Automated approach to find patterns and correlations between multiple sets of data I'm trying to find a correlation or repeated patterns between several sets of data, at this stage 15, but I plan to expand this to several hundred data sets.
At the moment I am plotting the data in sets of 3s on a line chart similar to the image below and trying to see if there are any patterns or correlation. This has very obvious downsides, mostly because a) it's manual; I could easily miss something especially if it's subtle b) doing this 3 (or even 4 or 5) at a time and trying to cover several hundred sets of data and all the combinations will take forever. 
Is there an automated approach I can take to this, namely I'm looking for historical patterns or correlations between 2 or more of the data sets? I was looking into the correl function in Excel, but that won't show me patterns: it just tells me the correlation coefficient. (I'm not limited to Excel; I'm open to any program / language.)
Ive attached an example of the sort of data im working with in a Google Spreadsheet HERE

 A: first of all when you calculate correlations, don't just use the default correlation functions in any package, they all refer to pearson correlations. also calculate the kendall's tau and spearman's rho. (Use R).
Next for the case of stock prices, only correlation may be one property, but a more useful property is called cointegration which is used in a better manner if you consider things like pairs trading. 
Next these properties in case of the financial data do not stay constant, so what you should do is divide that data into slices which could be monthly or yearly or quarterly and then calculate these values for each of these slices and then come to a conclusion as to how do the two stocks behave together.

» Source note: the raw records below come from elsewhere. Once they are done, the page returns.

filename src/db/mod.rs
pub mod connection;
pub mod migrations;
pub mod search_repo;
pub mod task_repo;

pub use connection::*;
pub use search_repo::SqliteTaskSearch;
pub use task_repo::SqliteTaskRepo;
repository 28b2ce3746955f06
pub mod json;
pub mod text;
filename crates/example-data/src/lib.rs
//! Deterministic example marketplace data for back-office demonstrations.
//!
//! This crate generates believable, reproducible marketplace datasets from a
//! JSON seed registry. Values are built with the `backoffice` domain
//! constructors, so generated documents carry valid check digits and every
//! service roster satisfies the location rule.
//!
//! # Overview
//!
//! The crate supports:
//!
//! - Loading seed registries from JSON files
//! - Deterministic generation of locations, users, services and payments
//!   from named seeds
//! - A small CLI (`example-data-generate`) that prints a dataset as JSON
//!
//! # Example
//!
//! ```
//! use example_data::{SeedRegistry, generate_marketplace};
//!
//! let json = r#"{
//!     "version": 1,
//!     "firstMonth": "2025-01",
//!     "locations": [{"city": "Recife", "state": "PE"}, {"city": "Natal", "state": "RN"}],
//!     "serviceNames": ["Airport transfer", "Boat trip"],
//!     "seeds": [{"name": "test-seed", "seed": 42, "userCount": 8, "serviceCount": 3,
//!                "paymentCount": 12, "months": 4}]
//! }"#;
//!
//! let registry = SeedRegistry::from_json(json).expect("valid registry");
//! let seed_def = registry.find_seed("test-seed").expect("seed exists");
//! let dataset = generate_marketplace(&registry, seed_def).expect("generation succeeds");
//!
//! assert_eq!(dataset.users.len(), 8);
//! assert_eq!(dataset.payments.len(), 12);
//! ```

mod error;
pub mod generate_cli;
mod generator;
mod registry;
mod seed;

pub use error::{GenerationError, RegistryError};
pub use generator::generate_marketplace;
pub use registry::{SeedDefinition, SeedRegistry};
pub use seed::ExampleMarketplace;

Next calculate the cross correlation function for any two stocks but once again after dividing the prices into different windows.
Next, do not use wavelets as mentioned in one of the other answers if you do not understand them, first go through the theory before even thinking about it.

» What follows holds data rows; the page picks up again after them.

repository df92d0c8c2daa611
//! Error types for the example-data crate.
//!
//! Registry parsing and marketplace generation fail in different ways, so
//! each gets its own `thiserror` enum.

use std::path::PathBuf;

use thiserror::Error;

/// Errors that can occur when parsing or querying a seed registry.
#[derive(Debug, Clone, PartialEq, Eq, Error)]
pub enum RegistryError {
    /// The registry file could not be read.
    #[error("failed to read registry file at '{path}': {message}")]
    IoError {
        /// Path to the registry file.
        path: PathBuf,
        /// Description of the I/O error.
        message: String,
    },

    /// The registry JSON is malformed or missing required fields.
    #[error("invalid registry JSON: {message}")]
    ParseError {
        /// Description of the parse error.
        message: String,
    },

    /// The registry version is not supported.
    #[error("unsupported registry version: expected {expected}, found {actual}")]
    UnsupportedVersion {
        /// Expected version number.
        expected: u32,
        /// Actual version found in the registry.
        actual: u32,
    },

    /// The registry lists no locations to place users and services in.
    #[error("registry contains no locations")]
    EmptyLocations,

    /// A location entry failed validation.
    #[error("invalid location at index {index}: {message}")]
    InvalidLocation {
        /// Index of the entry in the array.
        index: usize,
        /// Validation message.
        message: String,
    },

    /// Two location entries name the same city and state.
    #[error("location at index {index} duplicates an earlier entry")]
    DuplicateLocation {
        /// Index of the repeated entry.
        index: usize,
    },

    /// The registry lists no service names.
    #[error("registry contains no service names")]
    EmptyServiceNames,

    /// The first month is not a `YYYY-MM` value.
    #[error("invalid first month '{value}'")]
    InvalidFirstMonth {
        /// Rejected value.
        value: String,
    },

    /// The registry contains no seed definitions.
    #[error("registry contains no seed definitions")]
    EmptySeeds,

    /// A seed spreads payments over zero months.
    #[error("seed '{name}' must cover at least one month")]
    EmptyPaymentWindow {
        /// Offending seed name.
        name: String,
    },

    /// The requested seed name was not found in the registry.
    #[error("seed '{name}' not found in registry")]
    SeedNotFound {
        /// The seed name that was not found.
        name: String,
    },
}

/// Errors that can occur while generating a marketplace.
///
/// Generated values go through the back-office constructors, so these only
/// surface when a registry drives them outside their accepted range.
#[derive(Debug, Clone, PartialEq, Eq, Error)]
pub enum GenerationError {
    /// A generated user was rejected.
    #[error("generated user {index} is invalid: {message}")]
    InvalidUser {
        /// Position of the user in the dataset.
        index: usize,
        /// Validation message.
        message: String,
    },

    /// A generated service was rejected.
    #[error("generated service {index} is invalid: {message}")]
    InvalidService {
        /// Position of the service in the dataset.
        index: usize,
        /// Validation message.
        message: String,
    },

    /// A generated payment was rejected.
    #[error("generated payment {index} is invalid: {message}")]
    InvalidPayment {
        /// Position of the payment in the dataset.
        index: usize,
        /// Validation message.
        message: String,
    },

    /// The payment window does not fit in the calendar.
    #[error("payment window of {months} months starting {first_month} is out of range")]
    WindowOutOfRange {
        /// First month of the window.
        first_month: String,
        /// Window length.
        months: u32,
    },
}

#[cfg(test)]
mod tests {
    use rstest::rstest;

    use super::*;

    #[rstest]
    #[case(
        RegistryError::IoError {
            path: PathBuf::from("/tmp/seeds.json"),
            message: "file not found".to_owned(),
        },
        "failed to read registry file at '/tmp/seeds.json': file not found"
    )]
    #[case(
        RegistryError::UnsupportedVersion { expected: 1, actual: 2 },
        "unsupported registry version: expected 1, found 2"
    )]
    #[case(
        RegistryError::InvalidLocation { index: 2, message: "city must not be empty".to_owned() },
        "invalid location at index 2: city must not be empty"
    )]
    #[case(
        RegistryError::DuplicateLocation { index: 3 },
        "location at index 3 duplicates an earlier entry"
    )]
    #[case(
        RegistryError::SeedNotFound { name: "praia-azul".to_owned() },
        "seed 'praia-azul' not found in registry"
    )]
    fn registry_errors_format(#[case] err: RegistryError, #[case] expected: &str) {
        assert_eq!(err.to_string(), expected);
    }

    #[test]
    fn generation_error_window_formats_correctly() {
        let err = GenerationError::WindowOutOfRange {
            first_month: "9999-12".to_owned(),
            months: 3,
        };
        assert_eq!(
            err.to_string(),
            "payment window of 3 months starting 9999-12 is out of range"
        );
    }
}
//! Domain ports and supporting types for the hexagonal boundary.
//!
//! Driven ports (`StaffDirectory`, `ServiceRepository`, `PaymentRepository`)
//! are implemented by outbound adapters. Driving ports
//! (`ServiceRosterCommand`, `FinancialReportQuery`) are implemented by the
//! domain services and consumed by inbound adapters such as the CLI.

mod macros;
pub(crate) use macros::define_port_error;

mod financial_report_query;
mod payment_repository;
mod service_repository;
mod service_roster_command;
mod staff_directory;

#[cfg(test)]
pub use financial_report_query::MockFinancialReportQuery;
pub use financial_report_query::{FinancialReportQuery, FixtureFinancialReportQuery};
#[cfg(test)]
pub use payment_repository::MockPaymentRepository;
pub use payment_repository::{
    FixturePaymentRepository, PaymentRepository, PaymentRepositoryError, ReportFilter,
};
#[cfg(test)]
pub use service_repository::MockServiceRepository;
pub use service_repository::{
    FixtureServiceRepository, ServiceRepository, ServiceRepositoryError,
};
#[cfg(test)]
pub use service_roster_command::MockServiceRosterCommand;
pub use service_roster_command::{
    CreateServiceRequest, FixtureServiceRosterCommand, ServiceRosterCommand,
    UpdateServiceRequest,
};
#[cfg(test)]
pub use staff_directory::MockStaffDirectory;
pub use staff_directory::{FixtureStaffDirectory, StaffDirectory, StaffDirectoryError};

Next define the local maximum and local minimum of each of the stocks and then check out the behavior of the other stock around the point when one stock has formed the local maximum or minimum. this can be done by calculating the maximum value for a group of prices for the max and the minimum for the min. this will resemble your support and resistance analysis.
Next calculate the beta between the returns of the stocks versus one common index and then group the ones that are of similar beta.
All of this can be done very easily using R.
A: Unfortunately, answering this question in full really requires you to be more specific about what type of pattern you are hoping to uncover.
One type of pattern that you may want to consider is one which often arises in the context of time series data (e.g., data sets consisting of a single quantity which rises and falls over time, such as the price of a stock or commodity): one of the data sets could be correlated with another via a time lag.  (If your data sets are not time series, don't worry; the technique that I'm about to describe should work in principle on any x-vs.-y data set that is amenable to display in a line chart, it's just that it's most common to use it in cases where the x-axis represents a time variable.)
As a simple illustrative example of a time-lagged correlation, consider the relationship over the course of a few years observation time between day length and daily temperature at so-called "temperate" middle latitudes (e.g., roughly ~40 to 50 degrees N or S, a region which covers most of Europe and quite a lot of the major population centers of North America and Asia).  If you happen to live in that part of the world, you will have probably noticed by now that, although the longest and shortest days of the year are usually June 21 and December 21, the coldest and warmest temperatures of the year typically peak a few weeks later, around mid-January and mid-July.  (This is because large masses such as the ocean act effectively as "heat reservoirs", and require a few weeks to catch up to changing trends in solar conditions.)
An analysis paradigm which is capable of "catching" these types of time-lagged patterns is cross correlation; essentially it works a lot like the correl function that you mentioned in Excel, but with the additional twist that pairs of time series curves are shifted forward and backward with respect to one another over a range of input time lags, and you search for an "optimal" choice of time lag which tends to maximize the correlation effect, if indeed there is one.
Although the illustrative example that I chose (length of day vs. daily temperature) has an obvious annual periodicity, the cross correlation formalism doesn't actually require periodicity in the data in order to uncover a signal.  Any ostensibly correlated data (e.g., labor participation rate vs. national GDP) will work as long as it has some bumps and wiggles in it, even if the large scale pattern in the data is that it goes up and down erratically as opposed to periodically over time.  Furthermore, the time lag need not be limited to just a few weeks as in the example that I chose; in principle this type of analysis is capable of uncovering any time-lagged correlation, even one that takes months or years to materialize.
If your data does have some periodicity to it, a host of other methods potentially become available to you.  You could try a form of time-frequency analysis such as classic Fourier analysis or the more modern techniques of wavelet analysis.  In this paradigm, the idea is to use automated algorithms to uncover hidden periodic behavior which is difficult for you to see with the naked eye because of noise in the data.  For purposes of your particular problem, you would declare any two data sets to share the same "pattern" if you uncovered shared evidence of similar periodicities (e.g., a given pair of data sets might display a weekly pattern of variation, or lunar, or monthly, or annual, or every eleven years like the sunspot cycle, or whatever).